What the task asks: Should a line in the entries below contain "address", return that line.

=======

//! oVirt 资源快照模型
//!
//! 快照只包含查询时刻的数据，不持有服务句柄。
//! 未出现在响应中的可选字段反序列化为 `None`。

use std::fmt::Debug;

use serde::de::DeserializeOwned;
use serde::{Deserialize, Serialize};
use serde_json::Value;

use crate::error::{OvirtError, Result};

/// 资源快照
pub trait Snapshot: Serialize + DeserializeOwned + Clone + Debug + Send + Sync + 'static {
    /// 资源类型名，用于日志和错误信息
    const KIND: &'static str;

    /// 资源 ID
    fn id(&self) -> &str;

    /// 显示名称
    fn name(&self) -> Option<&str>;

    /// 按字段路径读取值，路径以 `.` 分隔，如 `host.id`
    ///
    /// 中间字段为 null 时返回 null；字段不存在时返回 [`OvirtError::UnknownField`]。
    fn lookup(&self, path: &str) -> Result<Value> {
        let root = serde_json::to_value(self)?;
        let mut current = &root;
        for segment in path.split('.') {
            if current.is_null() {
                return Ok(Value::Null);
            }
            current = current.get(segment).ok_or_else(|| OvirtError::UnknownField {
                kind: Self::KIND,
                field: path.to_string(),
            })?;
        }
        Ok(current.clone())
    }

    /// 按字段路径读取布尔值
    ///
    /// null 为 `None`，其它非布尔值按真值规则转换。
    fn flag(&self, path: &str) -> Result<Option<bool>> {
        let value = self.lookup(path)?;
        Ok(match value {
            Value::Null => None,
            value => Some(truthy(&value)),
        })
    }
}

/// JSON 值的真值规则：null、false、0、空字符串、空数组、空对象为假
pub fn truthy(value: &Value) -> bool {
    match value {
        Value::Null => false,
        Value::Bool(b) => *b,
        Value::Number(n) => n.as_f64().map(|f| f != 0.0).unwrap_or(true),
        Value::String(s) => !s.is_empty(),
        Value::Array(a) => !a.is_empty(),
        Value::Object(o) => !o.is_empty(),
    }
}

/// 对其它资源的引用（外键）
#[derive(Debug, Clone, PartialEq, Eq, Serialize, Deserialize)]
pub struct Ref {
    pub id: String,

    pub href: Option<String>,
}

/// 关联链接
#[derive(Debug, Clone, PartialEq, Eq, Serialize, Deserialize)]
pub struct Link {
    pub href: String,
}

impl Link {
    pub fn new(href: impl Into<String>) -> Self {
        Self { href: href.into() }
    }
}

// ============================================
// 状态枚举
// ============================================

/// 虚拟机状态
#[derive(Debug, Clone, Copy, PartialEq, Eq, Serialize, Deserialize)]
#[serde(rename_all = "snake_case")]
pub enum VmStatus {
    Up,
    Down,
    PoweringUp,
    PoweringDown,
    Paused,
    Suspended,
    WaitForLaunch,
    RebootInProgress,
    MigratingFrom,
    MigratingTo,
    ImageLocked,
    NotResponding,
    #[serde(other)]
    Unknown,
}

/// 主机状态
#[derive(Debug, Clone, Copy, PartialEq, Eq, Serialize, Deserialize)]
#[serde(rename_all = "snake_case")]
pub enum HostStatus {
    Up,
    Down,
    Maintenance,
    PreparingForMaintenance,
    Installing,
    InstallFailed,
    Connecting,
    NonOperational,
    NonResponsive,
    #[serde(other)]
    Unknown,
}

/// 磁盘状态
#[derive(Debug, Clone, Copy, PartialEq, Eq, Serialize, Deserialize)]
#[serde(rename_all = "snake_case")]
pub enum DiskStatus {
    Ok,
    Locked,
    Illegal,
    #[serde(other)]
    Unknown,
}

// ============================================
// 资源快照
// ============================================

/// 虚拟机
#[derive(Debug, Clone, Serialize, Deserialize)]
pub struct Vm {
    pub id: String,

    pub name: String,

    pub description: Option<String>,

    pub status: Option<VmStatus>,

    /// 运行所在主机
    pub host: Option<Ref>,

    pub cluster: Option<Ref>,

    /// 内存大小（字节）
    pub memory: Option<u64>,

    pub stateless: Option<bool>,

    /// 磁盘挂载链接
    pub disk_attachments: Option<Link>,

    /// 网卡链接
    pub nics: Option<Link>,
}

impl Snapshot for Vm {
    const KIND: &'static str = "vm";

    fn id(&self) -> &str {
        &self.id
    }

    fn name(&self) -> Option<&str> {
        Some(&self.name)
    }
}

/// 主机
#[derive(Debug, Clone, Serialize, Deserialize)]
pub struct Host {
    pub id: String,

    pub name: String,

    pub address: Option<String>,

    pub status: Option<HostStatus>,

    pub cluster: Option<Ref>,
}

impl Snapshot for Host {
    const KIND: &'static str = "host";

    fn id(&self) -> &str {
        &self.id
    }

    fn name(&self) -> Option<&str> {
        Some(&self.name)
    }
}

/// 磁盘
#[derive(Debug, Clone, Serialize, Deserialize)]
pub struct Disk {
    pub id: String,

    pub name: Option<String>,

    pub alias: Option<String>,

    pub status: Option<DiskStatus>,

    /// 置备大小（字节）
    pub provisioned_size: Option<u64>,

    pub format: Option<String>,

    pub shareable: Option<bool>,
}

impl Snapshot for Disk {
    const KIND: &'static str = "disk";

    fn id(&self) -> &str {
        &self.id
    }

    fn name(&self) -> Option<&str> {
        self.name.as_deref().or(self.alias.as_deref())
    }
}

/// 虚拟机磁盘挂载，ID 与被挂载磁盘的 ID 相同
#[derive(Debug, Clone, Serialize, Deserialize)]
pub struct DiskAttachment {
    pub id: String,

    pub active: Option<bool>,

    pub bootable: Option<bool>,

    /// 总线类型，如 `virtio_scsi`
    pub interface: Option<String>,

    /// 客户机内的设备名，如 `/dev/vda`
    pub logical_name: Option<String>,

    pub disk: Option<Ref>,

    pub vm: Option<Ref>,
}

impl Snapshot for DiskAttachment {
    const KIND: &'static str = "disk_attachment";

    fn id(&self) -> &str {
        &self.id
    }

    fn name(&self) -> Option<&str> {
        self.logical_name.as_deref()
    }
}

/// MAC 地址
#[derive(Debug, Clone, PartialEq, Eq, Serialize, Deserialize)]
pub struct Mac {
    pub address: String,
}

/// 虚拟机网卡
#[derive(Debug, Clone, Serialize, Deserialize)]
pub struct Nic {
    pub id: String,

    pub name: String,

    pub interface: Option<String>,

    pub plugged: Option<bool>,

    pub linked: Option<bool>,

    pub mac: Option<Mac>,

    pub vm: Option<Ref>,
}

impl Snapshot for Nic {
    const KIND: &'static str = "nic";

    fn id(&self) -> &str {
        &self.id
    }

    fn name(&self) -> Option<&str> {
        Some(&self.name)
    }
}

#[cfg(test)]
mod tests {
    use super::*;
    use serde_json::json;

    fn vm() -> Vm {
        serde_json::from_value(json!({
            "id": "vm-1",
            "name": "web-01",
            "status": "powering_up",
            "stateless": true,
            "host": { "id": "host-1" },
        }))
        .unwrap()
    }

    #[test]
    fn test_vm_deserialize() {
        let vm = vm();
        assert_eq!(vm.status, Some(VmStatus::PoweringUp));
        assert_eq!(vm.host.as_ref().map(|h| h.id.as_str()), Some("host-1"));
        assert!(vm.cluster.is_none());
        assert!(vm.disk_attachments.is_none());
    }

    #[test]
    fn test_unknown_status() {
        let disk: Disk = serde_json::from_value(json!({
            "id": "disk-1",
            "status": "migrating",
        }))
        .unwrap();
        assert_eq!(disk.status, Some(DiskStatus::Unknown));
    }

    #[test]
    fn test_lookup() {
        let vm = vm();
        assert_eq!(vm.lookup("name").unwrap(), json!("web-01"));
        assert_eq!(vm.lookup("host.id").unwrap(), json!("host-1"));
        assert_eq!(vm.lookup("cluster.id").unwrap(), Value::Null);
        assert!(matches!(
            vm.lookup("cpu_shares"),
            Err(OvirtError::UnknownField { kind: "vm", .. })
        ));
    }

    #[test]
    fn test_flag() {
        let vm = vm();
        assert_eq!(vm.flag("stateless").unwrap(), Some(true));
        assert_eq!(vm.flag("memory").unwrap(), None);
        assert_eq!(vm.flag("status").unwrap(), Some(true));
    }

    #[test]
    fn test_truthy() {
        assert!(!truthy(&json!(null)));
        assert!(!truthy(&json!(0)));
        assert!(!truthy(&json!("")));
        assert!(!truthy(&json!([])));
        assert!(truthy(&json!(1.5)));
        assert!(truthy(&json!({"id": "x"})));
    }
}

=======

Reply to the exercise:
    pub address: Option<String>,
    pub address: String,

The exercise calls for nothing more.